• Gedung Baru Setda Kota Cirebon Dipantau Kejari

    Oleh : erika08 Agustus 2018 18:40
    INILAH, Cirebon- Gedung baru Sekretariat Daerah (Setda) Kota Cirebon diduga dicurigai Kejaksaan Negeri (Kejari) Kota Cirebon akibat proses pembangunannya yang memakan waktu lama.

    Tim Kejari Kota Cirebon yang terdiri dari sekitar enam orang diketahui meninjau langsung gedung setinggi delapan lantai yang berlokasi di belakang Balai Kota Cirebon, Jalan Siliwangi, Rabu (8/8). Tim dipimpin Kepala Seksi Intel Kejari, Nurul Hidayat, bersama sejumlah pejabat Dinas Pekerjaan Umum dan Penataan Ruang (PUPR) Kota Cirebon, termasuk mantan Kepala Dinas PUPR, Budi Raharjo.

    Tak lama, Kepala Kejari Kota Cirebon, Arifin Hamid, datang menyusul tim dan melihat-lihat gedung yang masih dalam proses pembangunan. Hingga kini, gedung tersebut memang belum rampung seluruhnya, meski telah melalui addendum dua kali.

    Sayang, Arifin enggan menjelaskan perihal kunjungan hari itu. Sementara, Nurul Hidayat membantah kedatangan mereka terkait dugaan ketidakberesan dalam pembangunan gedung baru tersebut.

    "Kebetulan tadi antar undangan, lewat sini. Ya, kami singgah," cetusnya.

    Kepala PU DPUPR Kota Cirebon, Irawan Wahyono mengungkapkan, pembayaran gedung setda delapan lantai belum seluruhnya dilakukan. Sejauh ini, pembayaran baru dilakukan sekitar 60% atau Rp52 miliar.

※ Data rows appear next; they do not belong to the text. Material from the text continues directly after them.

//! Swipe-driven editor view state.
//!
//! # Responsibility
//! - Model the entry/edit state machine driving the full-screen editor.
//! - Map completed drag gestures to semantic editor actions.
//! - Track paged-feed navigation over the composer page and saved entries.
//!
//! # Invariants
//! - All transitions are synchronous; there is no staging for bound records.
//! - A draft owns no identity until it is saved.
//! - The save indicator is purely cosmetic and cannot fail.

pub mod feed;
pub mod gesture;
pub mod session;
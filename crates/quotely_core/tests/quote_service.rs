use quotely_core::db::open_db_in_memory;
use quotely_core::{
    CycleDirection, Draft, QuoteService, QuoteServiceError, SortOrder, SqliteQuoteRepository,
    PALETTE,
};
use uuid::Uuid;

fn draft_with_text(text: &str) -> Draft {
    let mut draft = Draft::new();
    draft.text = text.to_string();
    draft
}

#[test]
fn save_draft_returns_stored_record() {
    let conn = open_db_in_memory().unwrap();
    let service = QuoteService::new(SqliteQuoteRepository::try_new(&conn).unwrap());

    let mut draft = draft_with_text("what you practice grows stronger");
    draft.note = "from this morning".to_string();
    draft.color_index = 2;

    let saved = service.save_draft(&draft).unwrap().unwrap();

    assert_eq!(saved.text, "what you practice grows stronger");
    assert_eq!(saved.note, "from this morning");
    assert_eq!(saved.color_index, 2);
    assert!(saved.created_at > 0);
    assert_eq!(service.count().unwrap(), 1);
}

#[test]
fn save_draft_with_empty_text_is_none_and_creates_nothing() {
    let conn = open_db_in_memory().unwrap();
    let service = QuoteService::new(SqliteQuoteRepository::try_new(&conn).unwrap());

    assert!(service.save_draft(&Draft::new()).unwrap().is_none());
    assert!(service
        .save_draft(&draft_with_text("  \n "))
        .unwrap()
        .is_none());
    assert_eq!(service.count().unwrap(), 0);
}

#[test]
fn each_save_creates_a_distinct_identity() {
    let conn = open_db_in_memory().unwrap();
    let service = QuoteService::new(SqliteQuoteRepository::try_new(&conn).unwrap());

    let first = service
        .save_draft(&draft_with_text("twice written"))
        .unwrap()
        .unwrap();
    let second = service
        .save_draft(&draft_with_text("twice written"))
        .unwrap()
        .unwrap();

    assert_ne!(first.uuid, second.uuid);
    assert_eq!(service.count().unwrap(), 2);
}

#[test]
fn update_text_rejects_empty_replacement() {
    let conn = open_db_in_memory().unwrap();
    let service = QuoteService::new(SqliteQuoteRepository::try_new(&conn).unwrap());

    let saved = service
        .save_draft(&draft_with_text("stays put"))
        .unwrap()
        .unwrap();

    let err = service.update_text(saved.uuid, "   ").unwrap_err();
    assert!(matches!(err, QuoteServiceError::EmptyQuoteText(id) if id == saved.uuid));
    assert_eq!(service.get_quote(saved.uuid).unwrap().unwrap().text, "stays put");
}

#[test]
fn updates_against_missing_records_report_not_found() {
    let conn = open_db_in_memory().unwrap();
    let service = QuoteService::new(SqliteQuoteRepository::try_new(&conn).unwrap());

    let ghost = Uuid::new_v4();

    let text_err = service.update_text(ghost, "text").unwrap_err();
    assert!(matches!(text_err, QuoteServiceError::QuoteNotFound(id) if id == ghost));

    let note_err = service.update_note(ghost, "note").unwrap_err();
    assert!(matches!(note_err, QuoteServiceError::QuoteNotFound(id) if id == ghost));

    let color_err = service
        .cycle_color(ghost, CycleDirection::Forward)
        .unwrap_err();
    assert!(matches!(color_err, QuoteServiceError::QuoteNotFound(id) if id == ghost));

    let delete_err = service.delete_quote(ghost).unwrap_err();
    assert!(matches!(delete_err, QuoteServiceError::QuoteNotFound(id) if id == ghost));
}

#[test]
fn cycle_color_walks_the_whole_palette_and_returns() {
    let conn = open_db_in_memory().unwrap();
    let service = QuoteService::new(SqliteQuoteRepository::try_new(&conn).unwrap());

    let saved = service
        .save_draft(&draft_with_text("chromatic"))
        .unwrap()
        .unwrap();
    assert_eq!(saved.color_index, 0);

    let mut last = 0;
    for _ in 0..PALETTE.len() {
        last = service
            .cycle_color(saved.uuid, CycleDirection::Forward)
            .unwrap();
    }

    assert_eq!(last, 0);
    assert_eq!(service.get_quote(saved.uuid).unwrap().unwrap().color_index, 0);
}

#[test]
fn update_note_keeps_text_and_creation_time() {
    let conn = open_db_in_memory().unwrap();
    let service = QuoteService::new(SqliteQuoteRepository::try_new(&conn).unwrap());

    let saved = service
        .save_draft(&draft_with_text("annotated"))
        .unwrap()
        .unwrap();

    let updated = service.update_note(saved.uuid, "added afterwards").unwrap();

    assert_eq!(updated.uuid, saved.uuid);
    assert_eq!(updated.text, "annotated");
    assert_eq!(updated.note, "added afterwards");
    assert_eq!(updated.created_at, saved.created_at);
}

#[test]
fn feed_returns_all_saved_quotes() {
    let conn = open_db_in_memory().unwrap();
    let service = QuoteService::new(SqliteQuoteRepository::try_new(&conn).unwrap());

    for text in ["one", "two", "three"] {
        service.save_draft(&draft_with_text(text)).unwrap().unwrap();
    }

    let feed = service.feed(SortOrder::NewestFirst).unwrap();
    assert_eq!(feed.len(), 3);

    let ascending = service.feed(SortOrder::OldestFirst).unwrap();
    let mut reversed: Vec<_> = ascending.into_iter().map(|quote| quote.uuid).collect();
    reversed.reverse();
    let descending: Vec<_> = feed.into_iter().map(|quote| quote.uuid).collect();
    assert_eq!(descending, reversed);
}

    "Untuk pembayaran berikutnya masih harus ada proses penerimaan hasil pekerjaan yang tim penilainya melibatkan sejumlah akademisi," jelasnya.

    Kehadiran akademisi untuk mengakurasi persentase angka gedung yang sudah dibangun dengan pembayaran yang harus pihaknya lakukan. Dalam kesempatan itu, pihaknya sendiri tak mempersoalkan peninjauan tim Kejari Kota Cirebon.

    "Mereka cuma beranggapan terlalu lama (pembangunannya)," ujarnya.

    Sebagaimana diketahui, Pemerintah Kota (Pemkot) Cirebon membangun gedung Setda delapan lantai untuk menggantikan bangunan kantor yang dinilai sudah tak layak. Pada 2016, dianggarkanlah Rp86 miliar untuk pembangunan gedung baru yang didirikan di atas lahan yang sama dengan merubuhkan bangunan perkantoran lama, kecuali kantor wali kota yang menempati gedung cagar budaya (heritage).

    Gedung baru dibangun sejak November 2016 dengan target selesai sesuai kontrak pada Desember 2017. Selanjutnya, pada September 2018 gedung tersebut sudah bisa digunakan.

    Nyatanya, hingga Desember 2017, pembangunan belum rampung hingga akhirnya pemkot menempuh addendum atau perpanjangan kontrak hingga Februari 2018. Namun, hingga adendum selesai, pembangunan gedung tak kunjung selesai.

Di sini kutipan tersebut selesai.